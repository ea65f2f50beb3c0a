use async_trait::async_trait;
use chrono::{DateTime, Utc};
use sqlx::{PgPool, Row, postgres::PgRow};
use uuid::Uuid;

use super::OrderStore;
use crate::error::{StoreError, StoreResult};
use crate::models::order::{Order, OrderDraft, OrderField};

#[derive(Debug, Clone)]
pub struct OrderRepository {
    pool: PgPool,
}

impl OrderRepository {
    pub fn new(pool: PgPool) -> Self {
        Self { pool }
    }

    fn row_to_order(row: &PgRow) -> StoreResult<Order> {
        Ok(Order {
            id: row.try_get::<i64, _>("id")?,
            user_id: row.try_get::<Option<Uuid>, _>("user_id")?,
            telegram_id: row.try_get::<Option<i64>, _>("telegram_id")?,
            source: row.try_get::<Option<String>, _>("source")?,
            time: row.try_get::<Option<String>, _>("time")?,
            destination: row.try_get::<Option<String>, _>("destination")?,
            phone: row.try_get::<Option<String>, _>("phone")?,
            created_at: row.try_get::<DateTime<Utc>, _>("created_at")?,
        })
    }

    // Each statement only matches when `field` is the next absent one.
    fn set_field_sql(field: OrderField) -> &'static str {
        match field {
            OrderField::Source => {
                r#"
                UPDATE orders SET source = $2
                WHERE id = $1 AND source IS NULL
                RETURNING id, user_id, telegram_id, source, time, destination, phone, created_at
                "#
            }
            OrderField::Time => {
                r#"
                UPDATE orders SET time = $2
                WHERE id = $1 AND source IS NOT NULL AND time IS NULL
                RETURNING id, user_id, telegram_id, source, time, destination, phone, created_at
                "#
            }
            OrderField::Destination => {
                r#"
                UPDATE orders SET destination = $2
                WHERE id = $1 AND time IS NOT NULL AND destination IS NULL
                RETURNING id, user_id, telegram_id, source, time, destination, phone, created_at
                "#
            }
            OrderField::Phone => {
                r#"
                UPDATE orders SET phone = $2
                WHERE id = $1 AND destination IS NOT NULL AND phone IS NULL
                RETURNING id, user_id, telegram_id, source, time, destination, phone, created_at
                "#
            }
        }
    }
}

#[async_trait]
impl OrderStore for OrderRepository {
    async fn order_create(&self, user_id: Uuid, telegram_id: i64) -> StoreResult<Order> {
        let row = sqlx::query(
            r#"
            INSERT INTO orders (user_id, telegram_id) VALUES ($1, $2)
            RETURNING id, user_id, telegram_id, source, time, destination, phone, created_at
            "#,
        )
        .bind(user_id)
        .bind(telegram_id)
        .fetch_one(&self.pool)
        .await?;
        Self::row_to_order(&row)
    }

    async fn order_create_from_intake(&self, draft: &OrderDraft) -> StoreResult<Order> {
        let row = sqlx::query(
            r#"
            INSERT INTO orders (source, destination, time, phone) VALUES ($1, $2, $3, $4)
            RETURNING id, user_id, telegram_id, source, time, destination, phone, created_at
            "#,
        )
        .bind(&draft.source)
        .bind(&draft.destination)
        .bind(&draft.time)
        .bind(&draft.phone)
        .fetch_one(&self.pool)
        .await?;
        Self::row_to_order(&row)
    }

    async fn order_get(&self, user_id: Uuid) -> StoreResult<Order> {
        let row = sqlx::query(
            r#"
            SELECT id, user_id, telegram_id, source, time, destination, phone, created_at
            FROM orders
            WHERE user_id = $1
            ORDER BY created_at DESC, id DESC
            LIMIT 1
            "#,
        )
        .bind(user_id)
        .fetch_optional(&self.pool)
        .await?
        .ok_or(StoreError::NotFound)?;
        Self::row_to_order(&row)
    }

    async fn order_get_by_id(&self, order_id: i64) -> StoreResult<Order> {
        let row = sqlx::query(
            r#"
            SELECT id, user_id, telegram_id, source, time, destination, phone, created_at
            FROM orders
            WHERE id = $1
            "#,
        )
        .bind(order_id)
        .fetch_optional(&self.pool)
        .await?
        .ok_or(StoreError::NotFound)?;
        Self::row_to_order(&row)
    }

    async fn order_set_field(
        &self,
        order_id: i64,
        field: OrderField,
        value: &str,
    ) -> StoreResult<Order> {
        let updated = sqlx::query(Self::set_field_sql(field))
            .bind(order_id)
            .bind(value)
            .fetch_optional(&self.pool)
            .await?;

        if let Some(row) = updated {
            return Self::row_to_order(&row);
        }

        let exists: bool = sqlx::query_scalar("SELECT EXISTS(SELECT 1 FROM orders WHERE id = $1)")
            .bind(order_id)
            .fetch_one(&self.pool)
            .await?;
        if exists {
            Err(StoreError::OutOfOrder { order_id, field })
        } else {
            Err(StoreError::NotFound)
        }
    }
}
********************
Reproduce the listing above verbatim, from first line to last.

repository ea65f2f50beb3c0a
use async_trait::async_trait;
use chrono::{DateTime, Utc};
use sqlx::{PgPool, Row, postgres::PgRow};
use uuid::Uuid;

use super::OrderStore;
use crate::error::{StoreError, StoreResult};
use crate::models::order::{Order, OrderDraft, OrderField};

#[derive(Debug, Clone)]
pub struct OrderRepository {
    pool: PgPool,
}

impl OrderRepository {
    pub fn new(pool: PgPool) -> Self {
        Self { pool }
    }

    fn row_to_order(row: &PgRow) -> StoreResult<Order> {
        Ok(Order {
            id: row.try_get::<i64, _>("id")?,
            user_id: row.try_get::<Option<Uuid>, _>("user_id")?,
            telegram_id: row.try_get::<Option<i64>, _>("telegram_id")?,
            source: row.try_get::<Option<String>, _>("source")?,
            time: row.try_get::<Option<String>, _>("time")?,
            destination: row.try_get::<Option<String>, _>("destination")?,
            phone: row.try_get::<Option<String>, _>("phone")?,
            created_at: row.try_get::<DateTime<Utc>, _>("created_at")?,
        })
    }

    // Each statement only matches when `field` is the next absent one.
    fn set_field_sql(field: OrderField) -> &'static str {
        match field {
            OrderField::Source => {
                r#"
                UPDATE orders SET source = $2
                WHERE id = $1 AND source IS NULL
                RETURNING id, user_id, telegram_id, source, time, destination, phone, created_at
                "#
            }
            OrderField::Time => {
                r#"
                UPDATE orders SET time = $2
                WHERE id = $1 AND source IS NOT NULL AND time IS NULL
                RETURNING id, user_id, telegram_id, source, time, destination, phone, created_at
                "#
            }
            OrderField::Destination => {
                r#"
                UPDATE orders SET destination = $2
                WHERE id = $1 AND time IS NOT NULL AND destination IS NULL
                RETURNING id, user_id, telegram_id, source, time, destination, phone, created_at
                "#
            }
            OrderField::Phone => {
                r#"
                UPDATE orders SET phone = $2
                WHERE id = $1 AND destination IS NOT NULL AND phone IS NULL
                RETURNING id, user_id, telegram_id, source, time, destination, phone, created_at
                "#
            }
        }
    }
}

#[async_trait]
impl OrderStore for OrderRepository {
    async fn order_create(&self, user_id: Uuid, telegram_id: i64) -> StoreResult<Order> {
        let row = sqlx::query(
            r#"
            INSERT INTO orders (user_id, telegram_id) VALUES ($1, $2)
            RETURNING id, user_id, telegram_id, source, time, destination, phone, created_at
            "#,
        )
        .bind(user_id)
        .bind(telegram_id)
        .fetch_one(&self.pool)
        .await?;
        Self::row_to_order(&row)
    }

    async fn order_create_from_intake(&self, draft: &OrderDraft) -> StoreResult<Order> {
        let row = sqlx::query(
            r#"
            INSERT INTO orders (source, destination, time, phone) VALUES ($1, $2, $3, $4)
            RETURNING id, user_id, telegram_id, source, time, destination, phone, created_at
            "#,
        )
        .bind(&draft.source)
        .bind(&draft.destination)
        .bind(&draft.time)
        .bind(&draft.phone)
        .fetch_one(&self.pool)
        .await?;
        Self::row_to_order(&row)
    }

    async fn order_get(&self, user_id: Uuid) -> StoreResult<Order> {
        let row = sqlx::query(
            r#"
            SELECT id, user_id, telegram_id, source, time, destination, phone, created_at
            FROM orders
            WHERE user_id = $1
            ORDER BY created_at DESC, id DESC
            LIMIT 1
            "#,
        )
        .bind(user_id)
        .fetch_optional(&self.pool)
        .await?
        .ok_or(StoreError::NotFound)?;
        Self::row_to_order(&row)
    }

    async fn order_get_by_id(&self, order_id: i64) -> StoreResult<Order> {
        let row = sqlx::query(
            r#"
            SELECT id, user_id, telegram_id, source, time, destination, phone, created_at
            FROM orders
            WHERE id = $1
            "#,
        )
        .bind(order_id)
        .fetch_optional(&self.pool)
        .await?
        .ok_or(StoreError::NotFound)?;
        Self::row_to_order(&row)
    }

    async fn order_set_field(
        &self,
        order_id: i64,
        field: OrderField,
        value: &str,
    ) -> StoreResult<Order> {
        let updated = sqlx::query(Self::set_field_sql(field))
            .bind(order_id)
            .bind(value)
            .fetch_optional(&self.pool)
            .await?;

        if let Some(row) = updated {
            return Self::row_to_order(&row);
        }

        let exists: bool = sqlx::query_scalar("SELECT EXISTS(SELECT 1 FROM orders WHERE id = $1)")
            .bind(order_id)
            .fetch_one(&self.pool)
            .await?;
        if exists {
            Err(StoreError::OutOfOrder { order_id, field })
        } else {
            Err(StoreError::NotFound)
        }
    }
}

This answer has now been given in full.